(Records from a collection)
== Segment start ==

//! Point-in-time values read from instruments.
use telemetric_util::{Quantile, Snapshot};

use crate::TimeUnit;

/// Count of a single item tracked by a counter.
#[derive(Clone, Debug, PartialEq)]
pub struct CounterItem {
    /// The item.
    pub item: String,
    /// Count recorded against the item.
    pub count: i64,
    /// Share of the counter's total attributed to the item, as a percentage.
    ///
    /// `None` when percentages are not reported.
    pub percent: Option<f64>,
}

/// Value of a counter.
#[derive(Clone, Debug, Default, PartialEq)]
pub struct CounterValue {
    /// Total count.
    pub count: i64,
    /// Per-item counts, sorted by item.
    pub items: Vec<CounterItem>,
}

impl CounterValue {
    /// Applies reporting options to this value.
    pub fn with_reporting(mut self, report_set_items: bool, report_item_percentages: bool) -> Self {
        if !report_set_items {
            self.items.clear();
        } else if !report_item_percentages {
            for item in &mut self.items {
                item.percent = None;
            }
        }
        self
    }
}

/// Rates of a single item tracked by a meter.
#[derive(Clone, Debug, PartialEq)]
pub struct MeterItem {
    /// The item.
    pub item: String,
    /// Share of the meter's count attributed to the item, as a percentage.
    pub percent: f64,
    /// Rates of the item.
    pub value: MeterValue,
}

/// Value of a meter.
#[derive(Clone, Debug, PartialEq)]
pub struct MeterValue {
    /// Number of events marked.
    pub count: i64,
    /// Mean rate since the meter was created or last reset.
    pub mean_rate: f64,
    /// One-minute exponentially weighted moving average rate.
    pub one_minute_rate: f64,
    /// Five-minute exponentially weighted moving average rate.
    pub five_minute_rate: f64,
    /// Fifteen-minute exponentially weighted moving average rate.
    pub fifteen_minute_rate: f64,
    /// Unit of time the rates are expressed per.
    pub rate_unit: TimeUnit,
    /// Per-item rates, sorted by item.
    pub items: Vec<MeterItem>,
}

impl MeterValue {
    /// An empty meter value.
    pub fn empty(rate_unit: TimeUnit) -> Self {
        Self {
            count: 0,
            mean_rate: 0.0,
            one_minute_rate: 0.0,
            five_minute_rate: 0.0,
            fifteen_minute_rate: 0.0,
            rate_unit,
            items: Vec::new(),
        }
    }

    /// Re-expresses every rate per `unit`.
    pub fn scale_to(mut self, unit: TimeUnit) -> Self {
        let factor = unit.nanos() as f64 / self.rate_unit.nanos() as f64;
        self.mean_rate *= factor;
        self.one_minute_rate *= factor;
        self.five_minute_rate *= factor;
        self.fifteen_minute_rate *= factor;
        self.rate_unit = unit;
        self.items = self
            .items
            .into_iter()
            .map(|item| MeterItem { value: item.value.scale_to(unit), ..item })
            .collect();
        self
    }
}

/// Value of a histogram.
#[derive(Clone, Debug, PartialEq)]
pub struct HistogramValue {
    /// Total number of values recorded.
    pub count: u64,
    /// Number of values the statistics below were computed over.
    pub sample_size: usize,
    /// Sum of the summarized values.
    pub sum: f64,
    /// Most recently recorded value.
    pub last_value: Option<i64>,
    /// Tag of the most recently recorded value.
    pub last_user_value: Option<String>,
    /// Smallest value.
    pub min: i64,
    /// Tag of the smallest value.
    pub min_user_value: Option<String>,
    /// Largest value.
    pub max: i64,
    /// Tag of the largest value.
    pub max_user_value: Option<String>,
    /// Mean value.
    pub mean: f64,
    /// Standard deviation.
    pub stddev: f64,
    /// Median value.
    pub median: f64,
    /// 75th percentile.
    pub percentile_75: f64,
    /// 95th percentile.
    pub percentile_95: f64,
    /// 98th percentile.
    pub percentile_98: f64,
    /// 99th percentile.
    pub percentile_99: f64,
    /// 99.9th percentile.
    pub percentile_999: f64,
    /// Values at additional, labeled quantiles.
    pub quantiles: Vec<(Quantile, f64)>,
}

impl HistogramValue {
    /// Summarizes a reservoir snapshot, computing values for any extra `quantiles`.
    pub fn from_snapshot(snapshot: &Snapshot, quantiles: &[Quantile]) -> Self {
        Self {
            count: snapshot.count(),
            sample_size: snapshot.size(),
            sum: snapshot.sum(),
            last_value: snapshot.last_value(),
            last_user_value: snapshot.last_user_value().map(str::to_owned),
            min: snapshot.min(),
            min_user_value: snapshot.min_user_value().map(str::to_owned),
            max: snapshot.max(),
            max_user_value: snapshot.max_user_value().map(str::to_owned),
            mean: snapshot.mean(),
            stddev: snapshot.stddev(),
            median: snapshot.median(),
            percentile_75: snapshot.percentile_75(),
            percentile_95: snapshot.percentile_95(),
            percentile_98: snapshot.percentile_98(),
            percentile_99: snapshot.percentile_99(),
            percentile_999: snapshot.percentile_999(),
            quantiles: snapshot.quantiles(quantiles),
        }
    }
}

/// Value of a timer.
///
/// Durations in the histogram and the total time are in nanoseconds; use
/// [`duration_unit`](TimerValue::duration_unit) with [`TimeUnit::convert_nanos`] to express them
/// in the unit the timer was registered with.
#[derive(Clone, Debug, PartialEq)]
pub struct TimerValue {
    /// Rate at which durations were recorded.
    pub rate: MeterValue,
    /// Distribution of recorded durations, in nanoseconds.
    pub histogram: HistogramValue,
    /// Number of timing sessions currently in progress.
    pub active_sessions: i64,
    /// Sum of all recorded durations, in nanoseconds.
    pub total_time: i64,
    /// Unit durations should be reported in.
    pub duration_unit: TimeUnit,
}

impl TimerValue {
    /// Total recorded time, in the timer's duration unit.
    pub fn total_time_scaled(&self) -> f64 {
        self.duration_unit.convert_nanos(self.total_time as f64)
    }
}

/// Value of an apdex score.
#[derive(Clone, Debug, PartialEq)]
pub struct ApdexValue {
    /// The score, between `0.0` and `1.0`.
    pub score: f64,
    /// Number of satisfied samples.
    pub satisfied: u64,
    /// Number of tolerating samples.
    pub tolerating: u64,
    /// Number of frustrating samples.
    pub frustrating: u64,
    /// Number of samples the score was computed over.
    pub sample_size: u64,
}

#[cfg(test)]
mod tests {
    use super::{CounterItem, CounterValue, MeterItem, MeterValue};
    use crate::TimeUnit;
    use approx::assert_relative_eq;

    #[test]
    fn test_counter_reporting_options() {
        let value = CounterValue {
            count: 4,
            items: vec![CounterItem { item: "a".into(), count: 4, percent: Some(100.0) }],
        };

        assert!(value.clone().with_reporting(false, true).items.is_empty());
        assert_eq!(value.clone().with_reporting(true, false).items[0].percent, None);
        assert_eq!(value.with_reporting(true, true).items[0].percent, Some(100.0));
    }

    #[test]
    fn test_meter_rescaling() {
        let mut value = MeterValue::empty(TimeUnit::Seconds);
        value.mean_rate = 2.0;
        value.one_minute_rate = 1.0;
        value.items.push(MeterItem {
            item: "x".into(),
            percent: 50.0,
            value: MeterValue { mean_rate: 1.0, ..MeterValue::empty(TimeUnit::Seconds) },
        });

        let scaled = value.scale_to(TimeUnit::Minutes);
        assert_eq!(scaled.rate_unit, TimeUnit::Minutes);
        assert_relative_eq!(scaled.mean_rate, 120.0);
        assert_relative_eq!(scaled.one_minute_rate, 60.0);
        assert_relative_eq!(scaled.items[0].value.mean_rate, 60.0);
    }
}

== Segment end ==
== Segment start ==

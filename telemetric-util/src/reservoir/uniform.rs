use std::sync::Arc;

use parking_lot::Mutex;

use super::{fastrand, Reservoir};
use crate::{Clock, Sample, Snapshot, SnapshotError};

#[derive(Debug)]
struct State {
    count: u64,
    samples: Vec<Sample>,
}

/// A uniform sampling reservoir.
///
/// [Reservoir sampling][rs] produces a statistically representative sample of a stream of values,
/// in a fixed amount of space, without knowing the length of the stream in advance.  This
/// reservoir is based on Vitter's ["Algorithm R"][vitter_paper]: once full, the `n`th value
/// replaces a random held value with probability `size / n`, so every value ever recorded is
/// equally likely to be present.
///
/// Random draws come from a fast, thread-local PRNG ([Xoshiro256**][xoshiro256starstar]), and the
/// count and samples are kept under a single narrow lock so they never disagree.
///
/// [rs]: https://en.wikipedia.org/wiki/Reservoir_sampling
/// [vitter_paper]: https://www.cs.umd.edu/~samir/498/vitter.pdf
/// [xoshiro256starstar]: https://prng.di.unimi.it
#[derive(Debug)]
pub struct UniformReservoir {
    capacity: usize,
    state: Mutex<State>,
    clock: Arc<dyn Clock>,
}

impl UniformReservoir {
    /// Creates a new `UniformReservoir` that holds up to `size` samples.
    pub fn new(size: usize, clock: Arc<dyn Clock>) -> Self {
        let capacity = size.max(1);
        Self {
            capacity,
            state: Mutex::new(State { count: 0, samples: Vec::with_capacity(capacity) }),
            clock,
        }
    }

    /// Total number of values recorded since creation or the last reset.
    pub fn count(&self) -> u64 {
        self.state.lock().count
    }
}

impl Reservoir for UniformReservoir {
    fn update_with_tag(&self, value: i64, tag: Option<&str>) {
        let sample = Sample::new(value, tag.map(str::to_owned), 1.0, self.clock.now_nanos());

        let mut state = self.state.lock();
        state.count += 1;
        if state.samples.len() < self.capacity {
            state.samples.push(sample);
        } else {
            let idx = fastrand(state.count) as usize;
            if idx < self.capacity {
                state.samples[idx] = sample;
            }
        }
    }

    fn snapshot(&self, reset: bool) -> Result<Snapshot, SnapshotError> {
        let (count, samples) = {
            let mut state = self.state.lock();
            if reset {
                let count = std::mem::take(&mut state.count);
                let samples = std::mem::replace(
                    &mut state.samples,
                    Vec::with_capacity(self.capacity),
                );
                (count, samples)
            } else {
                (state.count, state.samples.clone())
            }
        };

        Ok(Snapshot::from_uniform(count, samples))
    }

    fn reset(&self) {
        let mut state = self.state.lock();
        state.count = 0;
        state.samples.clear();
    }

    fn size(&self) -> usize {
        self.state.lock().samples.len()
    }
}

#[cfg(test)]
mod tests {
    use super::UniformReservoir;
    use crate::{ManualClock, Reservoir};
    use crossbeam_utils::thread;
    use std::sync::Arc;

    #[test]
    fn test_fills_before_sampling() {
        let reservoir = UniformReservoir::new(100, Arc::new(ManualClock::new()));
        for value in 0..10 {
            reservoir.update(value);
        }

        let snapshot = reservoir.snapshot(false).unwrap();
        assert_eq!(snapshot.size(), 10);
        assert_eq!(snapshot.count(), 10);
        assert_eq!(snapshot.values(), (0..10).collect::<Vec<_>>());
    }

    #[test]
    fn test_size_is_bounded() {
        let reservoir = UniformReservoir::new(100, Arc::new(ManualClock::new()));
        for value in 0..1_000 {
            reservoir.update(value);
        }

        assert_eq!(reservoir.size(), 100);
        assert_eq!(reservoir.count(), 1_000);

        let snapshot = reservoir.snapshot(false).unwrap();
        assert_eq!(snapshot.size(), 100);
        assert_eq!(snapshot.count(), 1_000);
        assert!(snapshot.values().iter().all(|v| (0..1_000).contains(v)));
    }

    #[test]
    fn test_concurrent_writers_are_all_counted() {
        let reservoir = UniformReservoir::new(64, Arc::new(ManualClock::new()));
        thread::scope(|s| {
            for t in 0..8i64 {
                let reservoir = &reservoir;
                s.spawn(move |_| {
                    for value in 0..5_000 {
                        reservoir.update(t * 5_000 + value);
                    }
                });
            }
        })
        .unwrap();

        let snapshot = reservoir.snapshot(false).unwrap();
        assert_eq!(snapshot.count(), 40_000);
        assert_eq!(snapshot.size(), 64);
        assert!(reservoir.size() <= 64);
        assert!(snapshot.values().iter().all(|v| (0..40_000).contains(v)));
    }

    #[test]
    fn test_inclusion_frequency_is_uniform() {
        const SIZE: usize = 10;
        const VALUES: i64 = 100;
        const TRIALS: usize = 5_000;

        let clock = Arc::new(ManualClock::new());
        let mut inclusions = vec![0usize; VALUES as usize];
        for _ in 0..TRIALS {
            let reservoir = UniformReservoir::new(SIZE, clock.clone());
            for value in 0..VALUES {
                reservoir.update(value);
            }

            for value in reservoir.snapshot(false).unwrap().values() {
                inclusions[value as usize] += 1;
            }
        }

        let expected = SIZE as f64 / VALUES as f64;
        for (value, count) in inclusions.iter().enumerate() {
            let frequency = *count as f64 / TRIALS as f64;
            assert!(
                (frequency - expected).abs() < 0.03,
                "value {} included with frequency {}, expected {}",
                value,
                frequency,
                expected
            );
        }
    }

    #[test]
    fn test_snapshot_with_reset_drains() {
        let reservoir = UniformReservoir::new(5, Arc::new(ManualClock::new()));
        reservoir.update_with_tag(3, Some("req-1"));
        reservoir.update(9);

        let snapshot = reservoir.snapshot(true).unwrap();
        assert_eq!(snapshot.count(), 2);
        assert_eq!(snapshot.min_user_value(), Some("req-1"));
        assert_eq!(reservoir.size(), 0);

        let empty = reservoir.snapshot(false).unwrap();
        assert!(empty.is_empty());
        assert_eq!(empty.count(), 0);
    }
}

== Segment end ==

== Work required ==
All that is wanted is a faithful reproduction of the line above with "let clock = Arc::new(ManualClock::new());", the line with "inclusions[value as usize]", and every line in between.

== Result ==
        let clock = Arc::new(ManualClock::new());
        let mut inclusions = vec![0usize; VALUES as usize];
        for _ in 0..TRIALS {
            let reservoir = UniformReservoir::new(SIZE, clock.clone());
            for value in 0..VALUES {
                reservoir.update(value);
            }

            for value in reservoir.snapshot(false).unwrap().values() {
                inclusions[value as usize] += 1;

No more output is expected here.